# predict.lm

0th

Percentile

##### Predict method for Linear Model Fits

Predicted values based on linear model object.

Keywords
regression
##### Usage
"predict"(object, newdata, se.fit = FALSE, scale = NULL, df = Inf, interval = c("none", "confidence", "prediction"), level = 0.95, type = c("response", "terms"), terms = NULL, na.action = na.pass, pred.var = res.var/weights, weights = 1, ...)
##### Arguments
object
Object of class inheriting from "lm"
newdata
An optional data frame in which to look for variables with which to predict. If omitted, the fitted values are used.
se.fit
A switch indicating if standard errors are required.
scale
Scale parameter for std.err. calculation.
df
Degrees of freedom for scale.
interval
Type of interval calculation.
level
Tolerance/confidence level.
type
Type of prediction (response or model term).
terms
If type = "terms", which terms (default is all terms), a character vector.
na.action
function determining what should be done with missing values in newdata. The default is to predict NA.
pred.var
the variance(s) for future observations to be assumed for prediction intervals. See ‘Details’.
weights
variance weights for prediction. This can be a numeric vector or a one-sided model formula. In the latter case, it is interpreted as an expression evaluated in newdata.
...
further arguments passed to or from other methods.
##### Details

predict.lm produces predicted values, obtained by evaluating the regression function in the frame newdata (which defaults to model.frame(object). If the logical se.fit is TRUE, standard errors of the predictions are calculated. If the numeric argument scale is set (with optional df), it is used as the residual standard deviation in the computation of the standard errors, otherwise this is extracted from the model fit. Setting intervals specifies computation of confidence or prediction (tolerance) intervals at the specified level, sometimes referred to as narrow vs. wide intervals.

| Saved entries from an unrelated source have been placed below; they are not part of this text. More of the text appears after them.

//! Showreel: interaction core for a single-page portfolio site.
//!
//! Showreel drives the three moving parts of a one-page showreel site:
//! - A full-viewport section pager (wheel, nav buttons, vertical swipes)
//! - A three-up project carousel with autoplay, arrows, hover pause and
//!   horizontal drag, plus a per-project info overlay
//! - One-shot reveal sequences for the About and Contact sections
//!
//! The library never touches a page directly. Hosts feed it events and apply
//! the actions it returns; a headless host ships in [`runtime`] for tests,
//! replays and the `showreel` CLI.
//!
//! # Architecture
//!
//! ```text
//! ┌─────────────────────────────────────────────────────┐
//! │  CLI (main.rs)                                      │  ← Entry point
//! └─────────────────────────────────────────────────────┘
//!                        │
//! ┌─────────────────────────────────────────────────────┐
//! │  Runtime (runtime/)                                 │  ← Headless host
//! │  - Virtual clock, tween and timer scheduling        │
//! │  - Replay scripts                                   │
//! └─────────────────────────────────────────────────────┘
//!                        │
//! ┌─────────────────────────────────────────────────────┐
//! │  Application Layer (app/)                           │  ← State machines
//! │  - Event handling                                   │
//! │  - Pager, carousel, reveals                         │
//! │  - Gesture classification                           │
//! └─────────────────────────────────────────────────────┘
//!         │                                      │
//! ┌───────────────────────┐          ┌───────────────────────┐
//! │ UI Layer (ui/)        │          │ Domain (domain/)      │
//! │ - View models         │          │ - Projects, sections  │
//! │ - Overlay + HTML      │          │ - Site config loading │
//! │ - Motion profiles     │          │ - Error types         │
//! └───────────────────────┘          └───────────────────────┘
//!                        │
//! ┌─────────────────────────────────────────────────────┐
//! │  Observability (observability/)                     │
//! │  - tracing subscriber with env filter               │
//! └─────────────────────────────────────────────────────┘
//! ```
//!
//! # Modules
//!
//! - [`app`]: Event/action state machines
//! - [`domain`]: Projects, sections, site configuration, errors
//! - [`ui`]: View models, overlay rendering, motion profiles
//! - [`runtime`]: Headless host and replay scripts
//! - [`observability`]: Tracing setup
//!
//! # Configuration
//!
//! Runtime settings come from a flat key/value map or a TOML file:
//!
//! ```toml
//! motion = "reduced"
//! trace_level = "debug"
//!
//! [gestures]
//! drag_commit_px = 40.0
//! ```
//!
//! # Example
//!
//! ```rust
//! use showreel::{handle_event, initialize, Config, Event};
//! use showreel::domain::{Project, Section, SectionTag, SiteConfig};
//!
//! let site = SiteConfig {
//!     sections: vec![Section::tagged(SectionTag::Home), Section::tagged(SectionTag::About)],
//!     projects: vec![Project::new("Salt", "salt.jpg"), Project::new("Ash", "ash.jpg")],
//! };
//! let mut state = initialize(&Config::default(), site);
//!
//! handle_event(&mut state, &Event::Loaded { width: 1280.0, height: 800.0 })?;
//! let actions = handle_event(&mut state, &Event::NavClick { index: 1 })?;
//! assert!(state.pager.is_animating());
//! assert!(!actions.is_empty());
//! # Ok::<(), showreel::ShowreelError>(())
//! ```

#![allow(clippy::multiple_crate_versions)]

pub mod app;
pub mod domain;
pub mod observability;
pub mod runtime;
pub mod ui;

pub use app::gesture::GestureThresholds;
pub use app::{handle_event, Action, AppState, Direction, Event};
pub use domain::{Result, ShowreelError, SiteConfig};
pub use runtime::{HeadlessHost, ReplayScript};
pub use ui::MotionProfile;

use serde::Deserialize;
use std::collections::BTreeMap;
use std::path::Path;

/// Runtime configuration.
///
/// # Example
///
/// ```rust
/// use showreel::Config;
///
/// let config = Config::from_toml_str("motion = \"reduced\"\n")?;
/// assert_eq!(config.motion_name.as_deref(), Some("reduced"));
/// # Ok::<(), showreel::ShowreelError>(())
/// ```
#[derive(Debug, Clone, Default, PartialEq, Deserialize)]
#[serde(default)]
pub struct Config {
    /// Built-in motion profile: `standard` or `reduced`. Ignored if
    /// `motion_file` is set.
    #[serde(rename = "motion")]
    pub motion_name: Option<String>,

    /// Path to a custom TOML motion profile. See [`ui::motion`] for the format.
    pub motion_file: Option<String>,

    /// Tracing filter directive, e.g. `debug` or `showreel=trace`. Default: `"info"`
    pub trace_level: Option<String>,

    /// Gesture thresholds; unset fields keep their defaults.
    pub gestures: GestureThresholds,
}

impl Config {
    /// Parses configuration from a flat string map.
    ///
    /// Recognised keys are `motion`, `motion_file`, `trace_level` and every
    /// [`GestureThresholds`] field by name. Threshold values that do not parse
    /// as numbers keep their defaults.
    ///
    /// # Example
    ///
    /// ```rust
    /// use std::collections::BTreeMap;
    /// use showreel::Config;
    ///
    /// let mut map = BTreeMap::new();
    /// map.insert("motion".to_string(), "reduced".to_string());
    /// map.insert("drag_commit_px".to_string(), "40".to_string());
    /// map.insert("swipe_min_distance_px".to_string(), "far".to_string());
    ///
    /// let config = Config::from_map(&map);
    /// assert_eq!(config.motion_name.as_deref(), Some("reduced"));
    /// assert_eq!(config.gestures.drag_commit_px, 40.0);
    /// assert_eq!(config.gestures.swipe_min_distance_px, 50.0);
    /// ```
    #[must_use]
    pub fn from_map(config: &BTreeMap<String, String>) -> Self {
        let mut gestures = GestureThresholds::default();
        {
            let fields: [(&str, &mut f64); 9] = [
                ("swipe_max_duration_ms", &mut gestures.swipe_max_duration_ms),
                ("swipe_horizontal_cancel_px", &mut gestures.swipe_horizontal_cancel_px),
                ("swipe_min_distance_px", &mut gestures.swipe_min_distance_px),
                ("drag_vertical_cancel_px", &mut gestures.drag_vertical_cancel_px),
                ("drag_max_duration_ms", &mut gestures.drag_max_duration_ms),
                ("drag_commit_px", &mut gestures.drag_commit_px),
                ("drag_threshold_px", &mut gestures.drag_threshold_px),
                ("drag_damping_current", &mut gestures.drag_damping_current),
                ("drag_damping_neighbor", &mut gestures.drag_damping_neighbor),
            ];
            for (key, slot) in fields {
                if let Some(value) = config.get(key).and_then(|s| s.trim().parse::<f64>().ok()) {
                    *slot = value;
                }
            }
        }

        Self {
            motion_name: config.get("motion").cloned(),
            motion_file: config.get("motion_file").cloned(),
            trace_level: config.get("trace_level").cloned(),
            gestures,
        }
    }

    /// Parses configuration from TOML.
    ///
    /// # Errors
    ///
    /// Returns [`ShowreelError::Config`] if the TOML is malformed or a field
    /// has the wrong type.
    pub fn from_toml_str(contents: &str) -> Result<Self> {
        toml::from_str(contents).map_err(|e| ShowreelError::Config(format!("Failed to parse config TOML: {e}")))
    }

    /// Loads configuration from a TOML file.
    ///
    /// # Errors
    ///
    /// Returns an I/O error if the file cannot be read, or
    /// [`ShowreelError::Config`] if it does not parse.
    pub fn from_file<P: AsRef<Path>>(path: P) -> Result<Self> {
        let contents = std::fs::read_to_string(path)?;
        Self::from_toml_str(&contents)
    }

    /// Resolves the motion profile: file first, then built-in name, then
    /// `standard`. Failures fall back to the default with a debug log.
    #[must_use]
    pub fn motion(&self) -> MotionProfile {
        self.motion_file.as_ref().map_or_else(
            || {
                self.motion_name.as_ref().map_or_else(MotionProfile::default, |name| {
                    MotionProfile::from_name(name).unwrap_or_else(|| {
                        tracing::debug!(motion = %name, "unknown motion profile, using default");
                        MotionProfile::default()
                    })
                })
            },
            |file| {
                MotionProfile::from_file(file).unwrap_or_else(|e| {
                    tracing::debug!(motion_file = %file, error = %e, "failed to load motion profile, using default");
                    MotionProfile::default()
                })
            },
        )
    }
}

/// Builds the interaction state for `site` under `config`.
///
/// The returned state is idle; deliver [`Event::Loaded`] to bootstrap it.
#[must_use]
pub fn initialize(config: &Config, site: SiteConfig) -> AppState {
    let motion = config.motion();
    tracing::debug!(
        motion = %motion.name,
        sections = site.sections.len(),
        projects = site.projects.len(),
        "initializing showreel"
    );
    AppState::new(site, &motion, config.gestures)
}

If the fit is rank-deficient, some of the columns of the design matrix will have been dropped. Prediction from such a fit only makes sense if newdata is contained in the same subspace as the original data. That cannot be checked accurately, so a warning is issued.

If newdata is omitted the predictions are based on the data used for the fit. In that case how cases with missing values in the original fit are handled is determined by the na.action argument of that fit. If na.action = na.omit omitted cases will not appear in the predictions, whereas if na.action = na.exclude they will appear (in predictions, standard errors or interval limits), with value NA. See also napredict.

The prediction intervals are for a single observation at each case in newdata (or by default, the data used for the fit) with error variance(s) pred.var. This can be a multiple of res.var, the estimated value of $\sigma^2$: the default is to assume that future observations have the same error variance as those used for fitting. If weights is supplied, the inverse of this is used as a scale factor. For a weighted fit, if the prediction is for the original data frame, weights defaults to the weights used for the model fit, with a warning since it might not be the intended result. If the fit was weighted and newdata is given, the default is to assume constant prediction variance, with a warning.

##### Value

predict.lm produces a vector of predictions or a matrix of predictions and bounds with column names fit, lwr, and upr if interval is set. For type = "terms" this is a matrix with a column per term and may have an attribute "constant".If se.fit is TRUE, a list with the following components is returned:
fit
vector or matrix as above
se.fit
standard error of predicted means
residual.scale
residual standard deviations
df
degrees of freedom for residual

##### Note

Variables are first looked for in newdata and then searched for in the usual way (which will include the environment of the formula used in the fit). A warning will be given if the variables found are not of the same length as those in newdata if it was supplied.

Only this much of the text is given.